Find the most up-to-date criteria for this trial at clinicaltrials.gov.

 

Exclusion Criteria
  • STEP 1: Patients must not have received any prior therapy for their central nervous system (CNS) malignancy except for surgery and steroid medications.
  • STEP 1: Patients who are currently receiving another investigational drug are not eligible.
  • STEP 1: Patients who are currently receiving other anti-cancer agents are not eligible.
  • STEP 1: Patients >=18 years of age who have H3 K27M-wild type HGG.
  • STEP 1: Patients who have an uncontrolled infection.
  • STEP 1: Patients who have received a prior solid organ transplantation.
  • STEP 1: Patients with grade > 1 extrapyramidal movement disorder.
  • STEP 1: Patients with known macular degeneration, uncontrolled glaucoma, or cataracts.
  • STEP 1: Patients with metastatic disease are not eligible; MRI of spine with and without contrast must be performed if metastatic disease is suspected by the treating physician.
  • STEP 1: Patients with gliomatosis cerebri type 1 or 2 are not eligible, with the exception of H3 K27M-mutant bithalamic tumors.
  • STEP 1: Patients who are not able to receive protocol specified radiation therapy.
  • STEP 1: 
    • Female patients who are pregnant are ineligible since there is yet no available information regarding human fetal or teratogenic toxicities.
    • Lactating females are not eligible unless they have agreed not to breastfeed their infants. It is not known whether selinexor is excreted in human milk.
    • Female patients of childbearing potential are not eligible unless a negative pregnancy test result has been obtained.
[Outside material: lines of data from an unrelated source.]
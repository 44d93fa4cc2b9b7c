use url::Url;

/// Two-level public suffixes under which the registrable name is three labels long
const TWO_LEVEL_SUFFIXES: &[&str] = &["edu.np"];

/// Extracts the domain from a URL
///
/// This function retrieves the host portion of a URL and converts it to lowercase.
/// If the URL has no host (which shouldn't happen for valid HTTP(S) URLs), it returns None.
///
/// # Examples
///
/// ```
/// use url::Url;
/// use contact_scout::url::extract_domain;
///
/// let url = Url::parse("https://EXAMPLE.COM/path").unwrap();
/// assert_eq!(extract_domain(&url), Some("example.com".to_string()));
/// ```
pub fn extract_domain(url: &Url) -> Option<String> {
    url.host_str().map(|h| h.to_lowercase())
}

/// Reduces a host name to its root domain
///
/// The last two labels are kept, except under a two-level public suffix such
/// as `edu.np`, where the last three labels are kept. Hosts with fewer labels
/// than that are returned unchanged.
pub fn root_domain_of_host(host: &str) -> String {
    let host = host.trim_end_matches('.').to_lowercase();
    let labels: Vec<&str> = host.split('.').collect();

    let two_level = labels.len() >= 3
        && TWO_LEVEL_SUFFIXES
            .iter()
            .any(|suffix| host.ends_with(&format!(".{}", suffix)));

    let keep = if two_level { 3 } else { 2 };
    if labels.len() >= keep {
        labels[labels.len() - keep..].join(".")
    } else {
        host
    }
}

/// Computes the root domain of an absolute URL string
///
/// Returns None when the string is not an absolute URL with a host.
///
/// # Examples
///
/// ```
/// use contact_scout::url::root_domain;
///
/// assert_eq!(root_domain("https://eng.example.edu.np/x"), Some("example.edu.np".to_string()));
/// assert_eq!(root_domain("https://shop.example.com/x"), Some("example.com".to_string()));
/// ```
pub fn root_domain(url: &str) -> Option<String> {
    let parsed = Url::parse(url.trim()).ok()?;
    extract_domain(&parsed).map(|host| root_domain_of_host(&host))
}
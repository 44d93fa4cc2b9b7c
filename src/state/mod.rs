//! State module for tracking a site discovery run
//!
//! # Components
//!
//! - `RunStage`: the forward-only stage machine of one run
//! - `ExtractionState`: emails, phones, discovered pages and seen links of one run

mod extraction_state;
mod run_stage;

// Re-export main types
pub use crate::extract::FrameworkKind;
pub use extraction_state::ExtractionState;
pub use run_stage::RunStage;
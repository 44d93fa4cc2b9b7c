//! Batch statistics
//!
//! Summarizes the results of a batch for the operator.

use crate::output::FinalResult;
use chrono::{DateTime, Utc};

/// Batch statistics summary
#[derive(Debug, Clone, PartialEq)]
pub struct BatchStatistics {
    /// Number of sites with a result
    pub total_sites: usize,

    /// Sites with at least one email
    pub sites_with_emails: usize,

    /// Sites with at least one phone number
    pub sites_with_phones: usize,

    /// Sites with an email or a phone number
    pub sites_with_contacts: usize,

    /// Sites whose run failed
    pub error_results: usize,

    /// Emails across all sites
    pub total_emails: usize,

    /// Phone numbers across all sites
    pub total_phones: usize,

    pub started_at: DateTime<Utc>,
    pub finished_at: DateTime<Utc>,
}

impl BatchStatistics {
    /// Computes statistics over the results of one batch
    pub fn from_results(
        results: &[FinalResult],
        started_at: DateTime<Utc>,
        finished_at: DateTime<Utc>,
    ) -> Self {
        Self {
            total_sites: results.len(),
            sites_with_emails: results.iter().filter(|r| r.emails.is_found()).count(),
            sites_with_phones: results.iter().filter(|r| r.numbers.is_found()).count(),
            sites_with_contacts: results
                .iter()
                .filter(|r| r.emails.is_found() || r.numbers.is_found())
                .count(),
            error_results: results.iter().filter(|r| r.is_error()).count(),
            total_emails: results.iter().map(|r| r.emails.values().len()).sum(),
            total_phones: results.iter().map(|r| r.numbers.values().len()).sum(),
            started_at,
            finished_at,
        }
    }

    pub fn duration_seconds(&self) -> i64 {
        (self.finished_at - self.started_at).num_seconds()
    }

    /// Share of sites that yielded any contact, in percent
    pub fn hit_rate(&self) -> f64 {
        if self.total_sites == 0 {
            return 0.0;
        }
        (self.sites_with_contacts as f64 / self.total_sites as f64) * 100.0
    }
}

/// Prints statistics to stderr in a formatted manner
///
/// Stdout is reserved for the JSON results.
pub fn print_statistics(stats: &BatchStatistics) {
    eprintln!("=== Batch Statistics ===\n");

    eprintln!("Overview:");
    eprintln!("  Sites processed: {}", stats.total_sites);
    eprintln!("  Sites with emails: {}", stats.sites_with_emails);
    eprintln!("  Sites with phone numbers: {}", stats.sites_with_phones);
    eprintln!("  Failed runs: {}", stats.error_results);
    eprintln!();

    eprintln!("Contacts:");
    eprintln!("  Emails: {}", stats.total_emails);
    eprintln!("  Phone numbers: {}", stats.total_phones);
    eprintln!();

    eprintln!("Started: {}", stats.started_at.to_rfc3339());
    eprintln!("Finished: {}", stats.finished_at.to_rfc3339());
    eprintln!("Duration: {}s", stats.duration_seconds());
    eprintln!("Hit Rate: {:.1}%", stats.hit_rate());
}
//! Batch runs over several mock websites

use crate::common::{closed_port, html, test_config, FakeRenderer};
use contact_scout::crawler::{run_batch, BatchRunner};
use contact_scout::output::{ContactField, FinalResult};
use std::sync::Arc;
use wiremock::matchers::{method, path};
use wiremock::{Mock, MockServer};

async fn contact_site(email: &str, phone: &str) -> MockServer {
    let server = MockServer::start().await;
    Mock::given(method("GET"))
        .and(path("/"))
        .respond_with(html(format!(
            "<html><body><footer>Email: {} Phone: {}</footer></body></html>",
            email, phone
        )))
        .mount(&server)
        .await;
    server
}

fn result_for<'a>(results: &'a [FinalResult], website: &str) -> &'a FinalResult {
    results
        .iter()
        .find(|r| r.website == website)
        .unwrap_or_else(|| panic!("No result for {}", website))
}

#[tokio::test]
async fn test_batch_isolates_failed_site() {
    let first = contact_site("info@first.edu.np", "061-531234").await;
    let third = contact_site("office@third.com.np", "9841234567").await;
    let unreachable = format!("http://127.0.0.1:{}", closed_port());

    let urls = vec![first.uri(), unreachable.clone(), third.uri()];
    let results = run_batch(&test_config(), Arc::new(FakeRenderer::empty()), urls)
        .await
        .expect("Failed to run batch");

    assert_eq!(results.len(), 3);

    let failed = result_for(&results, &unreachable);
    assert_eq!(failed.emails, ContactField::Error);
    assert_eq!(failed.numbers, ContactField::Error);

    let first_result = result_for(&results, &first.uri());
    assert_eq!(
        first_result.emails,
        ContactField::Found(vec!["info@first.edu.np".to_string()])
    );
    assert_eq!(
        first_result.numbers,
        ContactField::Found(vec!["061531234".to_string()])
    );

    let third_result = result_for(&results, &third.uri());
    assert_eq!(
        third_result.numbers,
        ContactField::Found(vec!["9841234567".to_string()])
    );
}

#[tokio::test]
async fn test_batch_serializes_error_marker() {
    let unreachable = format!("http://127.0.0.1:{}", closed_port());

    let results = run_batch(
        &test_config(),
        Arc::new(FakeRenderer::empty()),
        vec![unreachable.clone()],
    )
    .await
    .expect("Failed to run batch");

    let json = serde_json::to_value(&results).unwrap();
    assert_eq!(
        json,
        serde_json::json!([{ "website": unreachable, "emails": "Error", "numbers": "Error" }])
    );
}

#[tokio::test]
async fn test_single_worker_processes_every_site() {
    let a = contact_site("a@alpha.edu.np", "01-4261234").await;
    let b = contact_site("b@beta.edu.np", "021-525252").await;

    let mut config = test_config();
    config.batch.max_workers = 1;
    let runner = BatchRunner::new(&config, Arc::new(FakeRenderer::empty())).unwrap();

    let results = runner.run(vec![a.uri(), b.uri()]).await;

    assert_eq!(results.len(), 2);
    assert!(results.iter().all(|r| !r.is_error()));
    assert_eq!(
        result_for(&results, &b.uri()).numbers,
        ContactField::Found(vec!["021525252".to_string()])
    );
}
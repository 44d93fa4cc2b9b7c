use crate::extract::{is_gibberish_email, normalize_email, normalize_phone, FrameworkKind};
use std::collections::{BTreeSet, HashSet};

/// Accumulated findings of one site discovery run
///
/// Owned by exactly one run and never shared. Emails are stored lower-cased
/// and phones only in canonical form, so the sets never hold two spellings
/// of the same contact.
#[derive(Debug, Clone, Default)]
pub struct ExtractionState {
    emails: BTreeSet<String>,
    phones: BTreeSet<String>,
    about_pages: BTreeSet<String>,
    seen_links: HashSet<String>,
    has_sitemap: bool,
    framework: Option<FrameworkKind>,
}

impl ExtractionState {
    pub fn new() -> Self {
        Self::default()
    }

    /// Normalizes and stores an email candidate
    ///
    /// Returns true if a new address was added. Candidates that are not
    /// strict emails after normalization are dropped silently.
    pub fn add_email(&mut self, raw: &str) -> bool {
        match normalize_email(raw) {
            Some(email) => self.emails.insert(email),
            None => false,
        }
    }

    /// Normalizes and stores a phone candidate
    ///
    /// Returns true if a new number was added. Candidates rejected by the
    /// normalizer are dropped silently.
    pub fn add_phone(&mut self, raw: &str) -> bool {
        match normalize_phone(raw) {
            Some(phone) => self.phones.insert(phone),
            None => false,
        }
    }

    /// Records an about/contact page discovered through the sitemap
    pub fn add_about_page(&mut self, url: &str) -> bool {
        self.about_pages.insert(url.to_string())
    }

    /// Marks a link as seen; returns false if it had been seen before
    pub fn mark_seen(&mut self, url: &str) -> bool {
        self.seen_links.insert(url.to_string())
    }

    pub fn has_seen(&self, url: &str) -> bool {
        self.seen_links.contains(url)
    }

    pub fn set_has_sitemap(&mut self) {
        self.has_sitemap = true;
    }

    /// Records the framework classification
    ///
    /// The first classification is final; later calls are ignored and
    /// return false.
    pub fn record_framework(&mut self, kind: FrameworkKind) -> bool {
        if self.framework.is_some() {
            return false;
        }
        self.framework = Some(kind);
        true
    }

    /// The recorded classification, `None` kind if not yet classified
    pub fn framework(&self) -> FrameworkKind {
        self.framework.unwrap_or_default()
    }

    /// Drops every email containing a gibberish marker, returning how many were removed
    pub fn remove_gibberish_emails(&mut self) -> usize {
        let before = self.emails.len();
        self.emails.retain(|email| !is_gibberish_email(email));
        before - self.emails.len()
    }

    pub fn emails(&self) -> &BTreeSet<String> {
        &self.emails
    }

    pub fn phones(&self) -> &BTreeSet<String> {
        &self.phones
    }

    pub fn about_pages(&self) -> &BTreeSet<String> {
        &self.about_pages
    }

    pub fn seen_link_count(&self) -> usize {
        self.seen_links.len()
    }

    pub fn has_sitemap(&self) -> bool {
        self.has_sitemap
    }

    /// Returns true if either emails or phones are still missing
    pub fn is_incomplete(&self) -> bool {
        self.emails.is_empty() || self.phones.is_empty()
    }

    /// Consumes the state, yielding sorted emails and phones
    pub fn into_contacts(self) -> (Vec<String>, Vec<String>) {
        (
            self.emails.into_iter().collect(),
            self.phones.into_iter().collect(),
        )
    }
}
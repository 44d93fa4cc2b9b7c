//! Contact-Scout: a per-site contact discovery engine
//!
//! This crate discovers email addresses and Nepali phone numbers on business
//! websites. Each site gets one bounded, strictly sequential discovery run
//! (static fetch, contact-zone extraction, sitemap and hyperlink discovery,
//! an optional browser-rendered pass) that always ends in a `FinalResult`.

pub mod config;
pub mod crawler;
pub mod extract;
pub mod output;
pub mod render;
pub mod state;
pub mod url;

use thiserror::Error;

/// Main error type for Contact-Scout operations
#[derive(Debug, Error)]
pub enum ScoutError {
    #[error("URL error: {0}")]
    UrlError(#[from] UrlError),

    #[error("Fetch failed: {0}")]
    Fetch(#[from] crawler::FetchError),

    #[error("HTTP client error: {0}")]
    Reqwest(#[from] reqwest::Error),

    #[error("Invalid stage transition: {from:?} -> {to:?}")]
    InvalidTransition {
        from: state::RunStage,
        to: state::RunStage,
    },
}

/// Configuration-specific errors
#[derive(Debug, Error)]
pub enum ConfigError {
    #[error("Failed to read config file: {0}")]
    Io(#[from] std::io::Error),

    #[error("Failed to parse TOML: {0}")]
    Parse(#[from] toml::de::Error),

    #[error("Validation error: {0}")]
    Validation(String),
}

/// URL-specific errors
#[derive(Debug, Error)]
pub enum UrlError {
    #[error("Failed to parse URL: {0}")]
    Parse(String),

    #[error("Invalid URL scheme: {0}")]
    InvalidScheme(String),

    #[error("Missing domain in URL")]
    MissingDomain,
}

/// Result type alias for Contact-Scout operations
pub type Result<T> = std::result::Result<T, ScoutError>;

// Re-export commonly used types
pub use config::Config;
pub use crawler::{run_batch, BatchRunner, SiteRun};
pub use output::{ContactField, FinalResult};
pub use render::{RenderedPage, Renderer};
pub use state::{ExtractionState, FrameworkKind, RunStage};
pub use url::{root_domain, ScrapeTarget};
    • Sexually active patients of reproductive potential are not eligible unless they have agreed to use two effective methods of birth control (including a medically accepted barrier method of contraception, e.g., male or female condom) for the duration of their study participation and for 90 days after the last dose of selinexor. Abstinence is an acceptable method of birth control.